For my third birthday, Mom and Dad gave me a cowgirl outfit. It consisted of a brown skirt with yellow fringe, a fringed brown vest, brown snub-nosed boots with yellow appliqué leather swirls, a straw cowboy hat, and a shiny silver cap gun.
            Daily, Gene Autry and I mounted our horses. Gene’s Champion was dark brown with three stocking feet and a blaze down his face. Dusty was a broomstick topped with the wooden silhouette of a horse’s head. Attached to his painted mane was a leather halter. I raced the wind on Dusty.
            Gene and I galloped the lone prairie. We rounded up the doggies and ate grub from the chuck wagon. We drew our trusty six-shooters and plugged holes in the livers of dangerous desperadoes.            
            When we ambled into town, Gene’s other sidekick, Smiley, banged his fist into the swinging doors and we sauntered into the saloon. We downed our jiggered whiskey while the piano player plunked the keys for the spangle-clad women cavorting on stage.
             I alighted from the bar stool and danced with them, sashaying my fringe, kicking my boots high, clicking my heels. That summer the backyard of our apartment building became my own Wild West.
            One rainy day Mom kept me inside while she used the sweeper.
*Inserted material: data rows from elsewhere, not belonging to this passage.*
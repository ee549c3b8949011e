//! Main TUI application state and logic.
//!
//! `App` is the window coordinator: it owns the tab manager, the file tree,
//! the terminal session and the settings record, dispatches the key-driven
//! command surface, and runs the event loop. All handlers run on the UI
//! thread; the only concurrency is the external process behind the terminal
//! session, whose output is drained between redraws.

use std::io;
use std::path::{Path, PathBuf};
use std::time::Duration;

use crossterm::event::{self, Event, KeyCode, KeyEvent, KeyEventKind, KeyModifiers};
use ratatui::{
    backend::Backend,
    layout::{Constraint, Direction, Layout},
    Frame, Terminal,
};

use crate::config::Settings;
use crate::editor::{EditorTabs, SaveOutcome};
use crate::error::AppError;
use crate::explorer::{Activation, FileTree};
use crate::shell::TerminalSession;

/// Which pane is currently focused.
#[derive(Debug, Clone, Copy, PartialEq, Eq)]
pub enum FocusedPane {
    Explorer,
    Editor,
    Terminal,
}

/// A blocking overlay awaiting user input.
#[derive(Debug, Clone)]
pub enum Modal {
    Error(String),
    Warning(String),
    About,
    ConfirmDelete(PathBuf),
    SaveAsPrompt { input: String },
    RenamePrompt { path: PathBuf, input: String },
}

/// The main application state.
pub struct App {
    pub tabs: EditorTabs,
    pub explorer: FileTree,
    pub shell: TerminalSession,
    pub settings: Settings,

    pub focused_pane: FocusedPane,
    pub explorer_visible: bool,
    pub terminal_visible: bool,

    /// App-level clipboard shared by all editing surfaces.
    clipboard: String,

    pub modal: Option<Modal>,
    pub status_message: String,
    status_is_error: bool,

    /// Per-pane scroll offsets, clamped by the render functions.
    editor_scroll: usize,
    explorer_scroll: usize,
    terminal_scroll: usize,

    pub should_quit: bool,
}
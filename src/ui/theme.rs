use ratatui::style::Color;

pub struct Theme {
    #[allow(dead_code)] // Background color field for future use
    pub bg: Color,
    pub fg: Color,
    pub primary: Color,   // Blue
    pub secondary: Color, // Orange
    pub comment: Color,   // Grey
    pub error: Color,     // Red
    pub keyword: Color,
    pub string: Color,
    pub number: Color,
    pub border_focused: Color,
    pub border_normal: Color,
    pub current_line_bg: Color,
    pub type_name: Color, // Cyan for type names
    pub directory: Color, // Folders in the explorer
    pub modified: Color,  // Unsaved-tab marker
}

pub const DEFAULT_THEME: Theme = Theme {
    bg: Color::Rgb(30, 30, 46),
    fg: Color::Rgb(205, 214, 244),
    primary: Color::Rgb(137, 180, 250),   // Blue
    secondary: Color::Rgb(250, 179, 135), // Orange
    comment: Color::Rgb(108, 112, 134),
    error: Color::Rgb(243, 139, 168),
    keyword: Color::Rgb(137, 180, 250),        // Blue for keywords
    string: Color::Rgb(250, 179, 135),         // Orange for strings
    number: Color::Rgb(250, 179, 135),         // Orange for numbers
    border_focused: Color::Rgb(249, 226, 175), // Yellow border for focus
    border_normal: Color::Rgb(108, 112, 134),  // Grey border for normal
    current_line_bg: Color::Rgb(50, 50, 70),   // Slightly lighter BG for current line
    type_name: Color::Rgb(148, 226, 213),      // Cyan/teal for type names
    directory: Color::Rgb(137, 180, 250),      // Blue for directories
    modified: Color::Rgb(166, 227, 161),       // Green dot on unsaved tabs
};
Her attention elsewhere, I sidled to the desk and pilfered a sheet of paper and then tiptoed to the kitchen cabinet and palmed some stick matches.
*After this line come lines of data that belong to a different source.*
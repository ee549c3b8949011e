//! The editing surface: a plain-text buffer with cursor, selection and
//! snapshot-based undo/redo.
//!
//! Columns are character indices, not byte offsets, so multi-byte UTF-8
//! content moves and edits correctly.

/// One undo/redo step: full text plus the cursor at the time.
#[derive(Debug, Clone)]
struct Snapshot {
    text: String,
    cursor_row: usize,
    cursor_col: usize,
}

/// Cap on the undo stack; oldest snapshots are dropped beyond this.
const UNDO_LIMIT: usize = 100;

/// A text buffer for one open file.
#[derive(Debug)]
pub struct EditorBuffer {
    lines: Vec<String>,
    cursor_row: usize,
    cursor_col: usize,
    /// Inclusive start and exclusive end of the selection, as (row, col)
    /// pairs in document order.
    selection: Option<((usize, usize), (usize, usize))>,
    undo_stack: Vec<Snapshot>,
    redo_stack: Vec<Snapshot>,
    modified: bool,
}

impl Default for EditorBuffer {
    fn default() -> Self {
        Self::new()
    }
}

impl EditorBuffer {
    pub fn new() -> Self {
        Self {
            lines: vec![String::new()],
            cursor_row: 0,
            cursor_col: 0,
            selection: None,
            undo_stack: Vec::new(),
            redo_stack: Vec::new(),
            modified: false,
        }
    }

    pub fn from_text(text: &str) -> Self {
        let mut buffer = Self::new();
        buffer.set_text(text);
        buffer.modified = false;
        buffer
    }

    /// Replace the whole buffer, resetting history.
    pub fn set_text(&mut self, text: &str) {
        self.lines = text.split('\n').map(String::from).collect();
        if self.lines.is_empty() {
            self.lines.push(String::new());
        }
        self.cursor_row = 0;
        self.cursor_col = 0;
        self.selection = None;
        self.undo_stack.clear();
        self.redo_stack.clear();
        self.modified = true;
    }

    pub fn text(&self) -> String {
        self.lines.join("\n")
    }

    pub fn lines(&self) -> &[String] {
        &self.lines
    }

    pub fn line_count(&self) -> usize {
        self.lines.len()
    }

    pub fn cursor(&self) -> (usize, usize) {
        (self.cursor_row, self.cursor_col)
    }

    pub fn is_modified(&self) -> bool {
        self.modified
    }

    pub fn mark_saved(&mut self) {
        self.modified = false;
    }

    pub fn selection(&self) -> Option<((usize, usize), (usize, usize))> {
        self.selection
    }

    fn line_len(&self, row: usize) -> usize {
        self.lines.get(row).map_or(0, |l| l.chars().count())
    }

    fn byte_index(line: &str, col: usize) -> usize {
        line.char_indices()
            .nth(col)
            .map_or_else(|| line.len(), |(i, _)| i)
    }

    fn push_undo(&mut self) {
        let snapshot = Snapshot {
            text: self.text(),
            cursor_row: self.cursor_row,
            cursor_col: self.cursor_col,
        };
        // Skip if nothing changed since the last snapshot.
        if self.undo_stack.last().map(|s| s.text.as_str()) != Some(snapshot.text.as_str()) {
            self.undo_stack.push(snapshot);
            if self.undo_stack.len() > UNDO_LIMIT {
                self.undo_stack.remove(0);
            }
            self.redo_stack.clear();
        }
    }

    fn restore(&mut self, snapshot: Snapshot) {
        self.lines = snapshot.text.split('\n').map(String::from).collect();
        if self.lines.is_empty() {
            self.lines.push(String::new());
        }
        self.cursor_row = snapshot.cursor_row.min(self.lines.len() - 1);
        self.cursor_col = snapshot.cursor_col.min(self.line_len(self.cursor_row));
        self.selection = None;
        self.modified = true;
    }

    // ---- editing ----

    pub fn insert_char(&mut self, c: char) {
        self.push_undo();
        self.delete_selection_inner();
        let col = self.cursor_col;
        let line = &mut self.lines[self.cursor_row];
        let idx = Self::byte_index(line, col);
        line.insert(idx, c);
        self.cursor_col += 1;
        self.modified = true;
    }

    /// Insert a string at the cursor; embedded newlines split lines.
    pub fn insert_str(&mut self, text: &str) {
        self.push_undo();
        self.delete_selection_inner();
        for c in text.chars() {
            if c == '\n' {
                self.split_line_at_cursor();
            } else if c != '\r' {
                let col = self.cursor_col;
                let line = &mut self.lines[self.cursor_row];
                let idx = Self::byte_index(line, col);
                line.insert(idx, c);
                self.cursor_col += 1;
            }
        }
        self.modified = true;
    }

    /// Tab inserts a fixed four-space indent.
    pub fn insert_tab(&mut self) {
        self.insert_str("    ");
    }

    pub fn insert_newline(&mut self) {
        self.push_undo();
        self.delete_selection_inner();
        self.split_line_at_cursor();
        self.modified = true;
    }

    fn split_line_at_cursor(&mut self) {
        let col = self.cursor_col;
        let line = &mut self.lines[self.cursor_row];
        let idx = Self::byte_index(line, col);
        let rest = line.split_off(idx);
        self.lines.insert(self.cursor_row + 1, rest);
        self.cursor_row += 1;
        self.cursor_col = 0;
    }

    pub fn backspace(&mut self) {
        if self.selection.is_some() {
            self.push_undo();
            self.delete_selection_inner();
            self.modified = true;
            return;
        }
        if self.cursor_col > 0 {
            self.push_undo();
            let col = self.cursor_col - 1;
            let line = &mut self.lines[self.cursor_row];
            let idx = Self::byte_index(line, col);
            line.remove(idx);
            self.cursor_col = col;
            self.modified = true;
        } else if self.cursor_row > 0 {
            self.push_undo();
            let current = self.lines.remove(self.cursor_row);
            self.cursor_row -= 1;
            self.cursor_col = self.line_len(self.cursor_row);
            self.lines[self.cursor_row].push_str(&current);
            self.modified = true;
        }
    }

    pub fn delete_forward(&mut self) {
        if self.selection.is_some() {
            self.push_undo();
            self.delete_selection_inner();
            self.modified = true;
            return;
        }
        if self.cursor_col < self.line_len(self.cursor_row) {
            self.push_undo();
            let col = self.cursor_col;
            let line = &mut self.lines[self.cursor_row];
            let idx = Self::byte_index(line, col);
            line.remove(idx);
            self.modified = true;
        } else if self.cursor_row + 1 < self.lines.len() {
            self.push_undo();
            let next = self.lines.remove(self.cursor_row + 1);
            self.lines[self.cursor_row].push_str(&next);
            self.modified = true;
        }
    }

    // ---- cursor movement ----

    pub fn move_left(&mut self) {
        self.selection = None;
        if self.cursor_col > 0 {
            self.cursor_col -= 1;
        } else if self.cursor_row > 0 {
            self.cursor_row -= 1;
            self.cursor_col = self.line_len(self.cursor_row);
        }
    }

    pub fn move_right(&mut self) {
        self.selection = None;
        if self.cursor_col < self.line_len(self.cursor_row) {
            self.cursor_col += 1;
        } else if self.cursor_row + 1 < self.lines.len() {
            self.cursor_row += 1;
            self.cursor_col = 0;
        }
    }

    pub fn move_up(&mut self) {
        self.selection = None;
        if self.cursor_row > 0 {
            self.cursor_row -= 1;
            self.cursor_col = self.cursor_col.min(self.line_len(self.cursor_row));
        }
    }

    pub fn move_down(&mut self) {
        self.selection = None;
        if self.cursor_row + 1 < self.lines.len() {
            self.cursor_row += 1;
            self.cursor_col = self.cursor_col.min(self.line_len(self.cursor_row));
        }
    }

    pub fn move_home(&mut self) {
        self.selection = None;
        self.cursor_col = 0;
    }

    pub fn move_end(&mut self) {
        self.selection = None;
        self.cursor_col = self.line_len(self.cursor_row);
    }

    pub fn move_page_up(&mut self, page: usize) {
        self.selection = None;
        self.cursor_row = self.cursor_row.saturating_sub(page.max(1));
        self.cursor_col = self.cursor_col.min(self.line_len(self.cursor_row));
    }

    pub fn move_page_down(&mut self, page: usize) {
        self.selection = None;
        self.cursor_row = (self.cursor_row + page.max(1)).min(self.lines.len() - 1);
        self.cursor_col = self.cursor_col.min(self.line_len(self.cursor_row));
    }

    // ---- selection and clipboard ----

    pub fn select_all(&mut self) {
        let last_row = self.lines.len() - 1;
        let last_col = self.line_len(last_row);
        self.selection = Some(((0, 0), (last_row, last_col)));
        self.cursor_row = last_row;
        self.cursor_col = last_col;
    }

    pub fn selected_text(&self) -> Option<String> {
        let ((sr, sc), (er, ec)) = self.selection?;
        if sr == er {
            let line = &self.lines[sr];
            let start = Self::byte_index(line, sc);
            let end = Self::byte_index(line, ec);
            return Some(line[start..end].to_string());
        }
        let mut out = String::new();
        let first = &self.lines[sr];
        out.push_str(&first[Self::byte_index(first, sc)..]);
        for row in sr + 1..er {
            out.push('\n');
            out.push_str(&self.lines[row]);
        }
        out.push('\n');
        let last = &self.lines[er];
        out.push_str(&last[..Self::byte_index(last, ec)]);
        Some(out)
    }

    fn delete_selection_inner(&mut self) {
        let Some(((sr, sc), (er, ec))) = self.selection.take() else {
            return;
        };
        if sr == er {
            let line = &mut self.lines[sr];
            let start = Self::byte_index(line, sc);
            let end = Self::byte_index(line, ec);
            line.replace_range(start..end, "");
        } else {
            let tail = {
                let last = &self.lines[er];
                last[Self::byte_index(last, ec)..].to_string()
            };
            let first = &mut self.lines[sr];
            first.truncate(Self::byte_index(first, sc));
            first.push_str(&tail);
            self.lines.drain(sr + 1..=er);
        }
        self.cursor_row = sr;
        self.cursor_col = sc;
    }

    /// Copy the selection, if any. The buffer is unchanged.
    pub fn copy(&self) -> Option<String> {
        self.selected_text()
    }

    /// Cut the selection, if any.
    pub fn cut(&mut self) -> Option<String> {
        let text = self.selected_text()?;
        self.push_undo();
        self.delete_selection_inner();
        self.modified = true;
        Some(text)
    }

    pub fn paste(&mut self, text: &str) {
        self.insert_str(text);
    }

    // ---- history ----

    pub fn undo(&mut self) -> bool {
        if let Some(snapshot) = self.undo_stack.pop() {
            self.redo_stack.push(Snapshot {
                text: self.text(),
                cursor_row: self.cursor_row,
                cursor_col: self.cursor_col,
            });
            self.restore(snapshot);
            true
        } else {
            false
        }
    }

    pub fn redo(&mut self) -> bool {
        if let Some(snapshot) = self.redo_stack.pop() {
            self.undo_stack.push(Snapshot {
                text: self.text(),
                cursor_row: self.cursor_row,
                cursor_col: self.cursor_col,
            });
            self.restore(snapshot);
            true
        } else {
            false
        }
    }
}

#[cfg(test)]
mod tests {
    use super::*;

    #[test]
    fn insert_and_text_round_trip() {
        let mut buf = EditorBuffer::new();
        buf.insert_str("hello");
        buf.insert_newline();
        buf.insert_str("world");
        assert_eq!(buf.text(), "hello\nworld");
        assert_eq!(buf.cursor(), (1, 5));
    }

    #[test]
    fn tab_inserts_four_spaces() {
        let mut buf = EditorBuffer::new();
        buf.insert_tab();
        assert_eq!(buf.text(), "    ");
    }

    #[test]
    fn backspace_joins_lines() {
        let mut buf = EditorBuffer::from_text("ab\ncd");
        buf.move_down();
        buf.move_home();
        buf.backspace();
        assert_eq!(buf.text(), "abcd");
        assert_eq!(buf.cursor(), (0, 2));
    }

    #[test]
    fn undo_redo_restores_text() {
        let mut buf = EditorBuffer::new();
        buf.insert_str("first");
        buf.insert_newline();
        buf.insert_str("second");
        assert!(buf.undo());
        assert!(buf.undo());
        assert_eq!(buf.text(), "first");
        assert!(buf.redo());
        assert_eq!(buf.text(), "first\n");
    }

    #[test]
    fn select_all_cut_paste() {
        let mut buf = EditorBuffer::from_text("one\ntwo");
        buf.select_all();
        let cut = buf.cut().expect("selection should yield text");
        assert_eq!(cut, "one\ntwo");
        assert_eq!(buf.text(), "");
        buf.paste(&cut);
        assert_eq!(buf.text(), "one\ntwo");
    }

    #[test]
    fn copy_without_selection_is_none() {
        let buf = EditorBuffer::from_text("text");
        assert!(buf.copy().is_none());
    }

    #[test]
    fn multibyte_editing() {
        let mut buf = EditorBuffer::new();
        buf.insert_str("héllo");
        buf.backspace();
        buf.backspace();
        assert_eq!(buf.text(), "hél");
    }

    #[test]
    fn trailing_newline_round_trips() {
        let buf = EditorBuffer::from_text("line\n");
        assert_eq!(buf.text(), "line\n");
        assert_eq!(buf.line_count(), 2);
    }
}
//! External process plumbing for the terminal session.
//!
//! Commands run under the platform shell with piped stdio. Two reader
//! threads stream stdout/stderr chunks over an mpsc channel; a waiter thread
//! joins them and publishes the exit status. The UI event loop drains the
//! channel between redraws, so the interface stays responsive while a
//! command runs.

use std::io::Read;
use std::path::Path;
use std::process::{Command, Stdio};
use std::sync::mpsc::{self, Receiver, Sender};
use std::thread;

use crate::error::AppError;

/// Output and lifecycle notifications from a running command.
#[derive(Debug)]
pub enum ProcessEvent {
    Stdout(String),
    Stderr(String),
    Exited(Option<i32>),
}

/// Spawn `command` under the platform shell with `cwd` as its working
/// directory. Returns the channel the process reports on.
pub fn spawn_shell(command: &str, cwd: &Path) -> Result<Receiver<ProcessEvent>, AppError> {
    let mut child = shell_command(command)
        .current_dir(cwd)
        .stdin(Stdio::null())
        .stdout(Stdio::piped())
        .stderr(Stdio::piped())
        .spawn()
        .map_err(AppError::Spawn)?;

    tracing::debug!(command, pid = child.id(), "spawned shell command");

    let (tx, rx) = mpsc::channel();

    let stdout = child.stdout.take();
    let stderr = child.stderr.take();

    let out_handle = stdout.map(|pipe| reader_thread(pipe, tx.clone(), ProcessEvent::Stdout));
    let err_handle = stderr.map(|pipe| reader_thread(pipe, tx.clone(), ProcessEvent::Stderr));

    thread::spawn(move || {
        let status = child.wait();
        if let Some(handle) = out_handle {
            let _ = handle.join();
        }
        if let Some(handle) = err_handle {
            let _ = handle.join();
        }
        let code = match status {
            Ok(status) => status.code(),
            Err(e) => {
                tracing::warn!(error = %e, "failed to wait for command");
                None
            }
        };
        tracing::debug!(exit_code = ?code, "command finished");
        let _ = tx.send(ProcessEvent::Exited(code));
    });

    Ok(rx)
}

fn shell_command(command: &str) -> Command {
    if cfg!(windows) {
        let mut cmd = Command::new("cmd.exe");
        cmd.arg("/c").arg(command);
        cmd
    } else {
        let mut cmd = Command::new("/bin/bash");
        cmd.arg("-c").arg(command);
        cmd
    }
}

/// Read a pipe in chunks, decoding each as UTF-8 (lossily) and forwarding it
/// as an event. The thread ends when the pipe closes.
fn reader_thread<R>(
    mut pipe: R,
    tx: Sender<ProcessEvent>,
    wrap: fn(String) -> ProcessEvent,
) -> thread::JoinHandle<()>
where
    R: Read + Send + 'static,
{
    thread::spawn(move || {
        let mut buf = [0u8; 4096];
        loop {
            match pipe.read(&mut buf) {
                Ok(0) => break,
                Ok(n) => {
                    let chunk = String::from_utf8_lossy(&buf[..n]).into_owned();
                    if tx.send(wrap(chunk)).is_err() {
                        break;
                    }
                }
                Err(e) => {
                    tracing::warn!(error = %e, "pipe read failed");
                    break;
                }
            }
        }
    })
}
            Gene, Champion, Dusty, and I snuck out into the second-story hall and crouched in a corner. I shredded the paper and patted all the pieces into a nice pile. Then I struck a match against the wall. When it flamed, I lit our campfire. Smoke wafted lazily toward the ceiling as the paper strips crinkled into ash.
            Still crouching, our palms held over the warmth of the flames, Gene and I belted out, “I’m back in the saddle again. Out where a friend is a friend. Where the longhorn cattle feed on the lowly gypsum weed back in the saddle again.” Arriving at the chorus, we waved our cowboy hats in the air and bellowed, “Whoop-ty-aye-oh rockin’ to and fro back in the saddle again whoopi-ty-aye-yay I go my way back in the saddle again.”
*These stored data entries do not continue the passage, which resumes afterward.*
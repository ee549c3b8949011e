//! TUI pane rendering modules
//!
//! Stateless render functions for each visible region: the editor (tab strip
//! plus active buffer), the file explorer, the terminal, the status bar, and
//! modal overlays. Scroll state lives in [`crate::ui::app::App`] and is
//! passed in mutably so panes can clamp it against their content.

pub mod editor;
pub mod explorer;
pub mod modal;
pub mod status;
pub mod terminal;

pub use editor::render_editor_pane;
pub use explorer::render_explorer_pane;
pub use modal::render_modal;
pub use status::render_status_bar;
pub use terminal::render_terminal_pane;
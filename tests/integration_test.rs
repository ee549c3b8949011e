// Integration tests for the tab manager, settings record and run guard

use std::fs;

use ride::config::{Settings, WindowGeometry};
use ride::editor::{EditorTabs, SaveOutcome};
use ride::error::AppError;
use ride::ui::app::{is_runnable, App, Modal};

fn write_file(dir: &std::path::Path, name: &str, content: &str) -> std::path::PathBuf {
    let path = dir.join(name);
    fs::write(&path, content).expect("write fixture");
    path
}

#[test]
fn opening_same_path_twice_creates_one_tab() {
    let dir = tempfile::tempdir().unwrap();
    let file = write_file(dir.path(), "a.py", "print('a')\n");

    let mut tabs = EditorTabs::new();
    tabs.open(&file).expect("first open");
    tabs.open(&file).expect("second open");

    assert_eq!(tabs.len(), 1);
    assert_eq!(tabs.registered_count(), 1);
}

#[test]
fn second_open_focuses_existing_tab() {
    let dir = tempfile::tempdir().unwrap();
    let a = write_file(dir.path(), "a.py", "a\n");
    let b = write_file(dir.path(), "b.py", "b\n");

    let mut tabs = EditorTabs::new();
    tabs.open(&a).unwrap();
    tabs.open(&b).unwrap();
    assert_eq!(tabs.active_index(), Some(1));

    tabs.open(&a).unwrap();
    assert_eq!(tabs.active_index(), Some(0));
    assert_eq!(tabs.len(), 2);
}

#[test]
fn close_removes_exactly_one_registry_entry() {
    let dir = tempfile::tempdir().unwrap();
    let a = write_file(dir.path(), "a.py", "a\n");
    let b = write_file(dir.path(), "b.py", "b\n");
    let c = write_file(dir.path(), "c.py", "c\n");

    let mut tabs = EditorTabs::new();
    tabs.open(&a).unwrap();
    tabs.open(&b).unwrap();
    tabs.open(&c).unwrap();
    assert_eq!(tabs.registered_count(), 3);

    tabs.close(1);
    assert_eq!(tabs.len(), 2);
    assert_eq!(tabs.registered_count(), 2);
    assert!(tabs.is_open(&a));
    assert!(!tabs.is_open(&b));
    assert!(tabs.is_open(&c));

    // Remaining registry entries still point at their tabs.
    tabs.open(&c).unwrap();
    assert_eq!(tabs.active_tab().unwrap().title, "c.py");
}

#[test]
fn read_failure_creates_no_tab() {
    let dir = tempfile::tempdir().unwrap();
    let missing = dir.path().join("missing.py");

    let mut tabs = EditorTabs::new();
    let err = tabs.open(&missing);
    assert!(matches!(err, Err(AppError::FileRead { .. })));
    assert_eq!(tabs.len(), 0);
    assert_eq!(tabs.registered_count(), 0);
}

#[test]
fn save_as_on_untitled_writes_and_retags() {
    let dir = tempfile::tempdir().unwrap();
    let dest = dir.path().join("x.py");

    let mut tabs = EditorTabs::new();
    tabs.new_untitled();
    tabs.active_tab_mut()
        .unwrap()
        .buffer
        .set_text("print('hello')\n");

    // An untitled tab has no path to save to.
    assert_eq!(tabs.save_active().unwrap(), SaveOutcome::NeedsPath);

    let saved = tabs.save_active_as(&dest).expect("save as");
    assert_eq!(fs::read_to_string(&dest).unwrap(), "print('hello')\n");
    assert_eq!(tabs.active_tab().unwrap().title, "x.py");
    assert!(tabs.is_open(&saved));
    assert_eq!(tabs.registered_count(), 1);
    assert!(!tabs.active_tab().unwrap().buffer.is_modified());
}

#[test]
fn save_as_moves_registry_entry_from_old_path() {
    let dir = tempfile::tempdir().unwrap();
    let old = write_file(dir.path(), "old.txt", "text\n");
    let new = dir.path().join("new.txt");

    let mut tabs = EditorTabs::new();
    tabs.open(&old).unwrap();
    tabs.save_active_as(&new).unwrap();

    assert!(!tabs.is_open(&old));
    assert!(tabs.is_open(&new));
    assert_eq!(tabs.registered_count(), 1);
}

#[test]
fn save_as_onto_open_path_closes_the_stale_tab() {
    let dir = tempfile::tempdir().unwrap();
    let a = write_file(dir.path(), "a.py", "old a\n");
    let b = write_file(dir.path(), "b.py", "b\n");

    let mut tabs = EditorTabs::new();
    tabs.open(&a).unwrap();
    tabs.open(&b).unwrap();

    // The b tab is active; saving it over a.py makes the a tab stale.
    tabs.save_active_as(&a).unwrap();

    assert_eq!(tabs.len(), 1);
    assert_eq!(tabs.registered_count(), 1);
    assert_eq!(tabs.active_tab().unwrap().title, "a.py");
    assert_eq!(fs::read_to_string(&a).unwrap(), "b\n");
    assert!(tabs.is_open(&a));
    assert!(!tabs.is_open(&b));

    // The surviving tab's registry entry still indexes it.
    tabs.close(0);
    assert_eq!(tabs.len(), 0);
    assert_eq!(tabs.registered_count(), 0);
}

#[test]
fn closing_an_earlier_tab_keeps_the_active_tab() {
    let dir = tempfile::tempdir().unwrap();
    let a = write_file(dir.path(), "a.py", "a\n");
    let b = write_file(dir.path(), "b.py", "b\n");
    let c = write_file(dir.path(), "c.py", "c\n");

    let mut tabs = EditorTabs::new();
    tabs.open(&a).unwrap();
    tabs.open(&b).unwrap();
    tabs.open(&c).unwrap();
    assert_eq!(tabs.active_tab().unwrap().title, "c.py");

    tabs.close(0);
    assert_eq!(tabs.active_tab().unwrap().title, "c.py");
    assert_eq!(tabs.active_index(), Some(1));
}

#[test]
fn save_writes_to_tracked_path() {
    let dir = tempfile::tempdir().unwrap();
    let file = write_file(dir.path(), "a.py", "original\n");

    let mut tabs = EditorTabs::new();
    tabs.open(&file).unwrap();
    tabs.active_tab_mut().unwrap().buffer.set_text("changed\n");

    match tabs.save_active().unwrap() {
        SaveOutcome::Saved(path) => assert_eq!(fs::read_to_string(path).unwrap(), "changed\n"),
        SaveOutcome::NeedsPath => panic!("tab has a path"),
    }
}

#[test]
fn settings_round_trip_preserves_all_fields() {
    let dir = tempfile::tempdir().unwrap();
    let path = dir.path().join("settings.json");

    let settings = Settings {
        window: WindowGeometry {
            width: 1280,
            height: 720,
            x: 40,
            y: 25,
        },
        explorer_visible: false,
        terminal_visible: true,
    };
    settings.save_to(&path).expect("save settings");

    let loaded = Settings::load_from(&path);
    assert_eq!(loaded, settings);
}

#[test]
fn settings_unknown_and_missing_keys_are_ignored() {
    let dir = tempfile::tempdir().unwrap();
    let path = dir.path().join("settings.json");
    fs::write(
        &path,
        r#"{ "terminal_visible": false, "future_option": 42 }"#,
    )
    .unwrap();

    let loaded = Settings::load_from(&path);
    assert!(!loaded.terminal_visible);
    // Absent keys take defaults.
    assert!(loaded.explorer_visible);
    assert_eq!(loaded.window, WindowGeometry::default());
}

#[test]
fn settings_missing_file_yields_defaults() {
    let dir = tempfile::tempdir().unwrap();
    let loaded = Settings::load_from(&dir.path().join("nope.json"));
    assert_eq!(loaded, Settings::default());
}

#[test]
fn run_on_non_python_file_warns_without_saving_or_running() {
    let dir = tempfile::tempdir().unwrap();
    let file = write_file(dir.path(), "notes.txt", "text\n");

    let mut app = App::new(Settings::default(), dir.path().to_path_buf());
    app.open_file(&file);
    app.tabs.active_tab_mut().unwrap().buffer.insert_str("more ");
    let shell_lines_before = app.shell.lines().len();

    app.run_current_file();

    assert!(matches!(app.modal, Some(Modal::Warning(_))));
    // Neither saved nor executed.
    assert!(app.tabs.active_tab().unwrap().buffer.is_modified());
    assert_eq!(fs::read_to_string(&file).unwrap(), "text\n");
    assert_eq!(app.shell.lines().len(), shell_lines_before);
    assert!(!app.shell.is_running());
}

#[test]
fn only_python_files_are_runnable() {
    assert!(is_runnable(std::path::Path::new("/tmp/x.py")));
    assert!(!is_runnable(std::path::Path::new("/tmp/x.txt")));
    assert!(!is_runnable(std::path::Path::new("/tmp/noext")));
    assert!(!is_runnable(std::path::Path::new("/tmp/x.pyc")));
}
            Suddenly the apartment door banged open. Mom hurtled into the hall. “Dodo!” she shrieked, “What are you doing?”
            “Cookin’ grub with Gene.”
            By now she was stamping out the few remaining shards of my campfire. When she scooped up the ashes, I could see a burnt patch on the carpet.
            “Anna Dolores, what am I going to do with you,” Mom moaned.
            “Me and Gene needed a fire,” I explained.
            “What you need,” she muttered, “is a good whipping.” She took me by the arm and swatted my bottom as she marched me into the apartment.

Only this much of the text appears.